OK, well how about splitting each quadrilateral into two triangles, and just summing up the areas? I'm sorry there's no way I can make this look pleasant, but ...
[m, n] = size(Z);
areas = 0.5*sqrt((dx*dy)^2 + (dy*(Z(1:m-1,2:n) - Z(1:m-1,1:n-1))).^2 + ...
(dx*(Z(2:m,1:n-1 - Z(1:m-1,1:n-1)))).^2) + ...
0.5*sqrt((dx*dy)^2 + (dx*(Z(1:m-1,2:n) - Z(2:m,2:n))).^2 + ...
(dy*(Z(2:m,1:n-1) - Z(2:m,2:n))).^2)
surfaceArea = sum(areas(:))
edit: Jul 15, 2013 There was a mistake, and dx and dy were backwards in the first two lines of the code. The code has been corrected now.

bobby

### bobby (view profile)

on 16 Apr 2012
That is one awesome code Richard. I can't thank you enough. Here i was searching for triangulations and TINs since last thursday. It gives me result within 3% tolerance level, which is absolutely awesome. Just a small correction in the code, it is missing a bracket.
areas = 0.5*sqrt((dx*dy)^2 + (dx*(Z(1:m-1,2:n) - Z(1:m-1,1:n-1))).^2 + ...
(dy*(Z(2:m,1:n-1) - Z(1:m-1,1:n-1))).^2) + ...
0.5*sqrt((dx*dy)^2 + (dx*(Z(1:m-1,2:n) - Z(2:m,2:n))).^2 + ...
(dy*(Z(2:m,1:n-1) - Z(2:m,2:n))).^2);
surfaceArea = sum(areas(:))
bobby

### bobby (view profile)

on 16 Apr 2012
Now how to find the surface area above a cut-off height. The present code connects the empty valleys and assumes it to a flat surface. I want to exclude them. Any intelligent ideas?
Richard Brown

### Richard Brown (view profile)

on 16 Apr 2012
For each of the areas in the 'areas' array, you could work out the mean Z value
zMean = 0.25 * (Z(1:m-1,1:n-1) + Z(1:m-1,2:n) + Z(2:m,1:n-1) + Z(2:m,2:n))
and then
areas(zMean > cutoff) = 0;
surfaceArea = sum(areas(:));
It's a bit sloppy - you should probably do this for the individual triangles, but it will certainly give you a reasonable approximation

### Walter Roberson (view profile)

on 15 Apr 2012

I do not know if you will be able to calculate the surface area of the regular shape interspersed with the irregular tops.

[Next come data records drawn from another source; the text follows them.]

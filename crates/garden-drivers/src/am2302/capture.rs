use core::sync::atomic::{AtomicBool, AtomicU8, AtomicU16, AtomicU32, AtomicUsize, Ordering, fence};

use super::frame::{EdgeStep, FRAME_EDGES, Field, RawFrame};

/// A single electrical transition on the data line.
#[derive(Debug, Clone, Copy, PartialEq, Eq)]
pub struct EdgeEvent {
    /// Position of the edge in the transmission.
    ///
    /// Even indices close a high phase, odd indices close a low phase.
    pub index: usize,
    /// Hardware timestamp in microseconds.
    pub timestamp_us: u32,
}

/// Time-tagging of the edges of one transmission.
///
/// [`EdgeCapture::record`] is meant to be called from the edge interrupt
/// handler: it does a bounded, constant amount of work, never allocates and
/// never blocks. The acquiring side reads the capture only after the
/// interrupt source has been disabled and [`EdgeCapture::disarm`] has been
/// called.
///
/// A capture has a single producer (the interrupt handler) and a single
/// consumer (the acquisition), so every field is an atomic and the edge
/// counter is published with release ordering.
#[derive(Debug)]
pub struct EdgeCapture {
    armed: AtomicBool,
    len: AtomicUsize,
    last_us: AtomicU32,
    high_us: AtomicU32,
    humidity: AtomicU16,
    temperature: AtomicU16,
    checksum: AtomicU8,
    timestamps: [AtomicU32; FRAME_EDGES],
}

impl Default for EdgeCapture {
    fn default() -> Self {
        Self::new()
    }
}

impl EdgeCapture {
    /// Creates a disarmed [`EdgeCapture`].
    ///
    /// The constructor is `const` so a capture can live in a `static` shared
    /// with the interrupt handler.
    #[must_use]
    pub const fn new() -> Self {
        Self {
            armed: AtomicBool::new(false),
            len: AtomicUsize::new(0),
            last_us: AtomicU32::new(0),
            high_us: AtomicU32::new(0),
            humidity: AtomicU16::new(0),
            temperature: AtomicU16::new(0),
            checksum: AtomicU8::new(0),
            timestamps: [const { AtomicU32::new(0) }; FRAME_EDGES],
        }
    }

    /// Resets the edge counter and the accumulators, then starts recording.
    pub fn arm(&self) {
        self.len.store(0, Ordering::Relaxed);
        self.last_us.store(0, Ordering::Relaxed);
        self.high_us.store(0, Ordering::Relaxed);
        self.humidity.store(0, Ordering::Relaxed);
        self.temperature.store(0, Ordering::Relaxed);
        self.checksum.store(0, Ordering::Relaxed);
        self.armed.store(true, Ordering::Release);
    }

    /// Stops recording.
    ///
    /// Edges delivered after this call are dropped.
    pub fn disarm(&self) {
        self.armed.store(false, Ordering::Release);
        fence(Ordering::SeqCst);
    }

    /// Whether the capture is recording.
    #[must_use]
    #[inline]
    pub fn is_armed(&self) -> bool {
        self.armed.load(Ordering::Acquire)
    }

    /// Records one edge observed at `timestamp_us`.
    ///
    /// This is the interrupt handler body.
    pub fn record(&self, timestamp_us: u32) {
        if !self.armed.load(Ordering::Acquire) {
            return;
        }

        let index = self.len.load(Ordering::Relaxed);
        if index >= FRAME_EDGES {
            return;
        }

        let delta = timestamp_us.wrapping_sub(self.last_us.load(Ordering::Relaxed));
        self.last_us.store(timestamp_us, Ordering::Relaxed);
        self.timestamps[index].store(timestamp_us, Ordering::Relaxed);

        match EdgeStep::classify(index, delta, self.high_us.load(Ordering::Relaxed)) {
            EdgeStep::High(duration) => self.high_us.store(duration, Ordering::Relaxed),
            EdgeStep::Bit(field, bit) => self.push(field, bit),
            EdgeStep::Skip => {}
        }

        self.len.store(index + 1, Ordering::Release);
    }

    /// Number of edges recorded so far.
    #[must_use]
    #[inline]
    pub fn len(&self) -> usize {
        self.len.load(Ordering::Acquire)
    }

    /// Whether no edge has been recorded.
    #[must_use]
    #[inline]
    pub fn is_empty(&self) -> bool {
        self.len() == 0
    }

    /// Whether a whole transmission has been recorded.
    #[must_use]
    #[inline]
    pub fn is_complete(&self) -> bool {
        self.len() >= FRAME_EDGES
    }

    /// The edges recorded so far, at most [`FRAME_EDGES`].
    pub fn events(&self) -> impl Iterator<Item = EdgeEvent> + '_ {
        let len = self.len();
        self.timestamps[..len]
            .iter()
            .enumerate()
            .map(|(index, timestamp)| EdgeEvent {
                index,
                timestamp_us: timestamp.load(Ordering::Relaxed),
            })
    }

    /// Returns the accumulated bits.
    ///
    /// Must be called after the interrupt source has been disabled and the
    /// capture disarmed.
    #[must_use]
    pub fn snapshot(&self) -> RawFrame {
        let edges = self.len.load(Ordering::Acquire);
        RawFrame {
            edges,
            humidity: self.humidity.load(Ordering::Relaxed),
            temperature: self.temperature.load(Ordering::Relaxed),
            checksum: self.checksum.load(Ordering::Relaxed),
        }
    }

    #[inline]
    fn push(&self, field: Field, bit: u8) {
        match field {
            Field::Humidity => {
                let value = self.humidity.load(Ordering::Relaxed);
                self.humidity
                    .store((value << 1) | u16::from(bit), Ordering::Relaxed);
            }
            Field::Temperature => {
                let value = self.temperature.load(Ordering::Relaxed);
                self.temperature
                    .store((value << 1) | u16::from(bit), Ordering::Relaxed);
            }
            Field::Checksum => {
                let value = self.checksum.load(Ordering::Relaxed);
                self.checksum.store((value << 1) | bit, Ordering::Relaxed);
            }
        }
    }
}
use time::OffsetDateTime;
use time::format_description::well_known::Rfc3339;

/// A source of wall-clock time.
pub trait WallClock {
    /// The current date and time.
    fn now(&self) -> OffsetDateTime;
}

/// The host clock, in the local time zone.
///
/// Falls back to UTC when the local offset cannot be determined.
#[derive(Debug, Clone, Copy, Default)]
pub struct LocalClock;

impl WallClock for LocalClock {
    fn now(&self) -> OffsetDateTime {
        OffsetDateTime::now_local().unwrap_or_else(|_| OffsetDateTime::now_utc())
    }
}

/// Fractional hour of the day, in `[0, 24)`.
#[must_use]
pub fn hour_of_day(datetime: &OffsetDateTime) -> f32 {
    let seconds = u32::from(datetime.hour()) * 3600
        + u32::from(datetime.minute()) * 60
        + u32::from(datetime.second());
    seconds as f32 / 3600.0
}

/// Formats a timestamp as RFC 3339.
#[must_use]
pub fn timestamp(datetime: &OffsetDateTime) -> String {
    datetime.format(&Rfc3339).unwrap_or_default()
}
//! `garden-drivers` is a library crate that provides architecture-agnostic
//! drivers for the sensors of a garden lamp and climate node.
//!
//! All drivers are implemented using only the [`embedded-hal`] and
//! [`embedded-hal-async`] traits, ensuring compatibility with any platform
//! that supports these abstractions.
//!
//! [`embedded-hal`]: https://crates.io/crates/embedded-hal
//! [`embedded-hal-async`]: https://crates.io/crates/embedded-hal-async

#![forbid(unsafe_code)]
#![deny(missing_docs)]
#![no_std]

/// The `AM2302` driver.
#[cfg(feature = "am2302")]
pub mod am2302;

/// The `BH1750` driver.
#[cfg(feature = "bh1750")]
pub mod bh1750;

When I look at the image with the irregular tops, it looks to me as if the tops are fairly irregular, possibly even fractal. I don't know if a meaningful surface area could be calculated: the surface area of a fractal is infinite.
For the first figure, I can think of a crude way to find the area, but I think there are simpler ways. I would need to think further about good ways to find the area. But to cross-check: are your x and y regularly spaced, or irregularly ?

bobby

### bobby (view profile)

on 16 Apr 2012
hahaha Sean, i don't know if you are wanting me to work out the approach or commenting on Richard's script. I meant that i'm getting 20% error with Richard's script, which i think is significant. I'm in no way being facetious and putting down gentlemen giving me suggestions.
Sean de Wolski

### Sean de Wolski (view profile)

on 16 Apr 2012
I wasn't commenting on Richard's script at all, but rather the fractal nature of surface area (and length) of irregular shapes. I apologize if that came across the wrong way.
bobby

### bobby (view profile)

on 16 Apr 2012
Ah, the good old mandelbrot. Yes, I understand your point now. That is why i edited my post as i did understood that it will be nearly impossible. But the surface area of the surface that i'm after, given in the post, i'm sure a solution exists. Thanks to you i came across a very neat paper by Mandelbrot.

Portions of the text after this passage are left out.